Could you reproduce the lines below from the one with "async fn record_breach(&self, record: &AuditRecord)" through the one with "use std::sync::Arc;"? Keep both ends and add nothing.

-- Supplied records follows --

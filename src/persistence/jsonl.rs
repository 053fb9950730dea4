//! Append-only JSON Lines files: one record per line
//!
//! `breaches.jsonl` holds breach records, `balance_history.jsonl` holds
//! balance samples. Each append is flushed before the call returns.

use async_trait::async_trait;
use serde::Serialize;
use std::path::{Path, PathBuf};
use tokio::fs::{self, OpenOptions};
use tokio::io::{AsyncBufReadExt, AsyncWriteExt, BufReader};
use tokio::sync::Mutex;
use tracing::{debug, warn};

use super::{AuditLog, AuditRecord, BalanceSample};
use crate::error::{GuardError, Result};

const BREACH_FILE: &str = "breaches.jsonl";
const BALANCE_FILE: &str = "balance_history.jsonl";

pub struct JsonlAuditLog {
    breach_path: PathBuf,
    balance_path: PathBuf,
    /// Serializes appends and caches the last breach line
    latest: Mutex<Option<AuditRecord>>,
}

impl JsonlAuditLog {
    /// Create the directory if needed and load the last breach already on disk
    pub async fn open(dir: impl AsRef<Path>) -> Result<Self> {
        let dir = dir.as_ref();
        fs::create_dir_all(dir).await.map_err(|e| {
            GuardError::Persistence(format!("cannot create audit dir {}: {}", dir.display(), e))
        })?;

        let breach_path = dir.join(BREACH_FILE);
        let latest = Self::load_latest(&breach_path).await?;

        Ok(Self {
            breach_path,
            balance_path: dir.join(BALANCE_FILE),
            latest: Mutex::new(latest),
        })
    }

    async fn load_latest(path: &Path) -> Result<Option<AuditRecord>> {
        let file = match fs::File::open(path).await {
            Ok(f) => f,
            Err(e) if e.kind() == std::io::ErrorKind::NotFound => return Ok(None),
            Err(e) => return Err(GuardError::Persistence(format!("{}: {}", path.display(), e))),
        };

        let mut lines = BufReader::new(file).lines();
        let mut latest = None;
        while let Some(line) = lines.next_line().await? {
            if line.trim().is_empty() {
                continue;
            }
            match serde_json::from_str::<AuditRecord>(&line) {
                Ok(record) => latest = Some(record),
                Err(e) => warn!(path = %path.display(), "skipping unreadable audit line: {}", e),
            }
        }
        Ok(latest)
    }

    async fn append<T: Serialize>(path: &Path, value: &T) -> Result<()> {
        let mut line = serde_json::to_string(value)?;
        line.push('\n');

        let mut file = OpenOptions::new()
            .create(true)
            .append(true)
            .open(path)
            .await
            .map_err(|e| GuardError::Persistence(format!("{}: {}", path.display(), e)))?;
        file.write_all(line.as_bytes())
            .await
            .map_err(|e| GuardError::Persistence(format!("{}: {}", path.display(), e)))?;
        file.flush()
            .await
            .map_err(|e| GuardError::Persistence(format!("{}: {}", path.display(), e)))?;
        Ok(())
    }

    pub fn breach_path(&self) -> &Path {
        &self.breach_path
    }

    pub fn balance_path(&self) -> &Path {
        &self.balance_path
    }
}

#[async_trait]
impl AuditLog for JsonlAuditLog {
    async fn record_breach(&self, record: &AuditRecord) -> Result<()> {
        let mut latest = self.latest.lock().await;
        Self::append(&self.breach_path, record).await?;
        *latest = Some(record.clone());
        debug!(event_id = %record.event_id, "breach appended to {}", self.breach_path.display());
        Ok(())
    }

    async fn record_balance(&self, sample: &BalanceSample) -> Result<()> {
        let _guard = self.latest.lock().await;
        Self::append(&self.balance_path, sample).await
    }

    async fn latest_breach(&self) -> Result<Option<AuditRecord>> {
        Ok(self.latest.lock().await.clone())
    }
}

#[cfg(test)]
mod tests {
    use super::*;
    use crate::domain::{ActionOutcome, BreachEvent, BreachKind, Decision, PortfolioSnapshot};
    use chrono::Utc;
    use rust_decimal_macros::dec;
    use std::sync::Arc;

    fn record(observed: rust_decimal::Decimal) -> AuditRecord {
        let snapshot = Arc::new(PortfolioSnapshot::new(Utc::now(), "paper", observed, vec![]));
        let mut event = BreachEvent::new(BreachKind::MinBalance, observed, dec!(50), snapshot);
        event.attach_decision(Decision::CloseAll, None);
        event.attach_outcome(ActionOutcome::Success {
            venues: vec![],
            attempts: 0,
        });
        AuditRecord::from_event(&event).unwrap()
    }

    #[tokio::test]
    async fn test_appends_one_line_per_breach() {
        let dir = tempfile::tempdir().unwrap();
        let log = JsonlAuditLog::open(dir.path()).await.unwrap();

        log.record_breach(&record(dec!(48))).await.unwrap();
        log.record_breach(&record(dec!(47))).await.unwrap();

        let text = std::fs::read_to_string(log.breach_path()).unwrap();
        assert_eq!(text.lines().count(), 2);
        let latest = log.latest_breach().await.unwrap().unwrap();
        assert_eq!(latest.observed, dec!(47));
    }

    #[tokio::test]
    async fn test_reopen_recovers_latest_breach() {
        let dir = tempfile::tempdir().unwrap();
        let first = record(dec!(48));
        {
            let log = JsonlAuditLog::open(dir.path()).await.unwrap();
            log.record_breach(&first).await.unwrap();
        }

        let reopened = JsonlAuditLog::open(dir.path()).await.unwrap();
        assert_eq!(reopened.latest_breach().await.unwrap(), Some(first));
    }

    #[tokio::test]
    async fn test_balance_samples_go_to_their_own_file() {
        let dir = tempfile::tempdir().unwrap();
        let log = JsonlAuditLog::open(dir.path()).await.unwrap();
        let snapshot = PortfolioSnapshot::new(Utc::now(), "paper", dec!(100), vec![]);

        log.record_balance(&BalanceSample::from(&snapshot)).await.unwrap();

        let text = std::fs::read_to_string(log.balance_path()).unwrap();
        assert_eq!(text.lines().count(), 1);
        assert!(!log.breach_path().exists());
        assert!(log.latest_breach().await.unwrap().is_none());
    }
}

-- Supplied records concluded --

▶ Result for this task:
    async fn record_breach(&self, record: &AuditRecord) -> Result<()> {
        let mut latest = self.latest.lock().await;
        Self::append(&self.breach_path, record).await?;
        *latest = Some(record.clone());
        debug!(event_id = %record.event_id, "breach appended to {}", self.breach_path.display());
        Ok(())
    }

    async fn record_balance(&self, sample: &BalanceSample) -> Result<()> {
        let _guard = self.latest.lock().await;
        Self::append(&self.balance_path, sample).await
    }

    async fn latest_breach(&self) -> Result<Option<AuditRecord>> {
        Ok(self.latest.lock().await.clone())
    }
}

#[cfg(test)]
mod tests {
    use super::*;
    use crate::domain::{ActionOutcome, BreachEvent, BreachKind, Decision, PortfolioSnapshot};
    use chrono::Utc;
    use rust_decimal_macros::dec;
    use std::sync::Arc;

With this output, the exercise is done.